Тут к ним присоединился еще один прохожий, назовем его жителем Асколи, чтобы не повторять имя Чекко, ибо именно так его и звали.[43] Как оказалось, ему тоже было что сказать о Комедии Данте, но не о форме, а о содержании.

— Хуже всего в этой Комедии то, — начал он, — что Данте не поучает народ, а преподносит ему фальшивые теории. Ведь он не цитирует ни аль-Кабиция, ни Сакробоско.[44] Данте — это псевдопророк, он проповедует ложь. Достаточно и того, что живой человек, пока у него есть тело, никак не может пройти сквозь хрустальные сферы, так как же Данте это удалось? Но неграмотный народ может поверить ему, и тогда это спровоцирует зарождение куда более опасных заблуждений.

— Опасных? И для кого же? — спросил Бруно.

— И потом, если говорить кратко, — продолжал Чекко д'Асколи, — та астрология, которую практикует этот несравненный обманщик, с какой стороны ни посмотри, держится на одном только честном слове. Хотите, проверим? Проще простого: как начинается его поэма? Земную жизнь пройдя до половины? Но если тридцать пять — это половина, то, исходя из этого, Данте должен был умереть в возрасте семидесяти лет. А принимая во внимание, что умер он в пятьдесят шесть, вам придется согласиться, что он не смог предвидеть даже дату собственной смерти. И вам кажется, что такому астрологу можно верить?

— Но он ведь не астролог, а поэт, — возразил Джованни.

— Тогда расскажите нам, что вы знаете о собственной смерти, если вы считаете себя более компетентным астрологом, — добавил Джованни дель Вирджилио.

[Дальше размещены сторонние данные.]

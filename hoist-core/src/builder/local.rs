//! Local builder.
//!
//! Builds artifacts with the host's build backend and tags each resulting
//! image with a name derived from its content digest. Images are pushed
//! unless the target cluster shares the host's image store.

use crate::backend::{BackendConnector, BackendError, ClientLease, OutputSink};
use crate::builder::bazel::BazelRunner;
use crate::builder::dispatch::run_build_for_artifact;
use crate::cluster::is_local_cluster;
use crate::config::BuildConfig;
use crate::error::{HoistError, Result, Stage};
use crate::tag::{TagError, TagOptions, Tagger};
use crate::types::{ArtifactSpec, ArtifactState, Build};
use std::collections::BTreeMap;
use std::future::Future;
use std::sync::Arc;
use tokio::io::AsyncWriteExt;
use tokio_util::sync::CancellationToken;
use tracing::{debug, info, instrument, warn};

/// Label naming the builder that produced an image.
pub const BUILDER_LABEL: &str = "hoist.dev/builder";

/// Label carrying the backend's API version.
pub const DOCKER_API_VERSION_LABEL: &str = "hoist.dev/docker-api-version";

/// Builds artifacts on the host's build backend.
pub struct LocalBuilder {
    /// Settings as supplied by the caller; never modified
    config: BuildConfig,

    /// Effective push setting
    skip_push: bool,

    /// Whether the cluster shares the host's image store
    local_cluster: bool,

    connector: Arc<dyn BackendConnector>,
    bazel: BazelRunner,
}

impl LocalBuilder {
    /// Create a builder for `config`.
    ///
    /// When `config.skip_push` is unset, pushing is skipped exactly when the
    /// cluster is local. The derived value is kept here; `config` is stored as given.
    pub fn new(config: BuildConfig, connector: Arc<dyn BackendConnector>) -> Self {
        let local_cluster = is_local_cluster(&config.cluster_context);
        let skip_push = match config.skip_push {
            Some(skip_push) => skip_push,
            None => {
                debug!(
                    context = %config.cluster_context,
                    skip_push = local_cluster,
                    "skipPush not set, using cluster default (local clusters skip)"
                );
                local_cluster
            }
        };

        Self { config, skip_push, local_cluster, connector, bazel: BazelRunner::new() }
    }

    /// Use a specific bazel runner for hermetic artifacts.
    pub fn with_bazel(mut self, bazel: BazelRunner) -> Self {
        self.bazel = bazel;
        self
    }

    pub fn config(&self) -> &BuildConfig {
        &self.config
    }

    pub fn skip_push(&self) -> bool {
        self.skip_push
    }

    pub fn is_local_cluster(&self) -> bool {
        self.local_cluster
    }

    /// Labels describing this builder.
    ///
    /// The version label is best effort: if the backend cannot be reached or
    /// cannot report its version, the label is left out.
    pub async fn labels(&self, cancel: &CancellationToken) -> BTreeMap<String, String> {
        let mut labels = BTreeMap::new();
        labels.insert(BUILDER_LABEL.to_string(), "local".to_string());

        match self.connector.connect().await {
            Ok(client) => {
                let client = ClientLease::new(client);
                match client.server_version(cancel).await {
                    Ok(version) => {
                        labels.insert(DOCKER_API_VERSION_LABEL.to_string(), version.api_version);
                    }
                    Err(e) => debug!("Omitting version label: {}", e),
                }
            }
            Err(e) => debug!("Omitting version label, backend unavailable: {}", e),
        }

        labels
    }

    /// Build, tag and (unless skipped) push every artifact, in order.
    ///
    /// Progress is written to `out`. The first failure aborts the run; images
    /// completed before it are left as they are.
    #[instrument(skip_all, fields(context = %self.config.cluster_context, artifacts = artifacts.len()))]
    pub async fn build(
        &self,
        cancel: &CancellationToken,
        out: OutputSink<'_>,
        tagger: &dyn Tagger,
        artifacts: &[ArtifactSpec],
    ) -> Result<Vec<Build>> {
        let client = ClientLease::new(
            self.connector.connect().await.map_err(|source| HoistError::ClientInit { source })?,
        );

        if self.local_cluster {
            let banner = format!(
                "Found [{}] context, using local docker daemon.\n",
                self.config.cluster_context
            );
            write_status(&mut *out, &banner, "status").await?;
        }

        let mut builds = Vec::with_capacity(artifacts.len());
        for artifact in artifacts {
            if cancel.is_cancelled() {
                return Err(HoistError::Cancelled {
                    stage: Stage::Build,
                    image: artifact.image_name.clone(),
                });
            }

            match self.build_artifact(&client, cancel, &mut *out, tagger, artifact).await {
                Ok(build) => builds.push(build),
                Err(e) => {
                    warn!(image = %artifact.image_name, state = %ArtifactState::Failed, "{}", e);
                    return Err(e);
                }
            }
        }

        info!(built = builds.len(), skip_push = self.skip_push, "All artifacts built");
        Ok(builds)
    }

    async fn build_artifact(
        &self,
        client: &ClientLease,
        cancel: &CancellationToken,
        out: OutputSink<'_>,
        tagger: &dyn Tagger,
        artifact: &ArtifactSpec,
    ) -> Result<Build> {
        let image = artifact.image_name.as_str();
        let progress = |state: ArtifactState| debug!(image, state = %state, "Artifact progress");
        progress(ArtifactState::Pending);

        write_status(&mut *out, &format!("Building [{}]...\n", image), "build status").await?;

        let initial_tag = guarded(
            cancel,
            HoistError::Cancelled { stage: Stage::Build, image: image.to_string() },
            run_build_for_artifact(&**client, &self.bazel, cancel, &mut *out, artifact),
        )
        .await?;
        progress(ArtifactState::Built);

        let digest = guarded(cancel, BackendError::Cancelled, client.digest(cancel, &initial_tag))
            .await
            .map_err(|e| HoistError::from_backend(Stage::Digest, image, e))?;
        if digest.is_empty() {
            return Err(HoistError::from_backend(
                Stage::Digest,
                image,
                BackendError::EmptyDigest { tag: initial_tag },
            ));
        }
        debug!(image, digest = %digest, "Resolved digest");
        progress(ArtifactState::Digested);

        let options = TagOptions { image_name: image.to_string(), digest };
        let tag = guarded(
            cancel,
            TagError::Cancelled,
            tagger.generate_fully_qualified_image_name(cancel, &artifact.workspace, &options),
        )
        .await
        .map_err(|e| HoistError::from_tagger(image, e))?;

        guarded(cancel, BackendError::Cancelled, client.tag(cancel, &initial_tag, &tag))
            .await
            .map_err(|e| HoistError::from_backend(Stage::Tag, image, e))?;
        write_status(&mut *out, &format!("Successfully tagged {}\n", tag), "tag status").await?;
        progress(ArtifactState::Tagged);

        if self.skip_push {
            progress(ArtifactState::Skipped);
        } else {
            guarded(cancel, BackendError::Cancelled, client.push(cancel, &tag, &mut *out))
                .await
                .map_err(|e| HoistError::from_backend(Stage::Push, image, e))?;
            progress(ArtifactState::Pushed);
        }

        progress(ArtifactState::Complete);
        Ok(Build { image_name: image.to_string(), tag })
    }
}

/// Race `fut` against cancellation so a collaborator that ignores the token
/// still stops the pipeline promptly.
async fn guarded<T, E, F>(cancel: &CancellationToken, cancelled: E, fut: F) -> std::result::Result<T, E>
where
    F: Future<Output = std::result::Result<T, E>>,
{
    tokio::select! {
        biased;
        _ = cancel.cancelled() => Err(cancelled),
        result = fut => result,
    }
}

/// Write a status line; the sink may be a remote log stream, so failures surface.
async fn write_status(out: OutputSink<'_>, line: &str, what: &'static str) -> Result<()> {
    out.write_all(line.as_bytes()).await.map_err(|source| HoistError::Io { what, source })?;
    out.flush().await.map_err(|source| HoistError::Io { what, source })
}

— Нет ничего проще: это произойдет между семьсот пятым обращением Марса от Рождества Христова, и сто двенадцатым обращением Юпитера, надо только провести некоторые расчеты…

— Но вот так, с ходу, вы назвали временной отрезок в десять лет, — сказал Бруно, прикинув в уме и быстро все подсчитав.

— А Данте ошибся на четырнадцать, делайте выводы…

— И все же, по-моему, вы умрете слишком молодым…

— Не пропустите этого события: я приглашаю вас на мои похороны!


Джованни думал о том, что в Болонье было немало людей, завистливых профессоров или кровожадных политиканов, имеющих массу причин желать смерти Данте.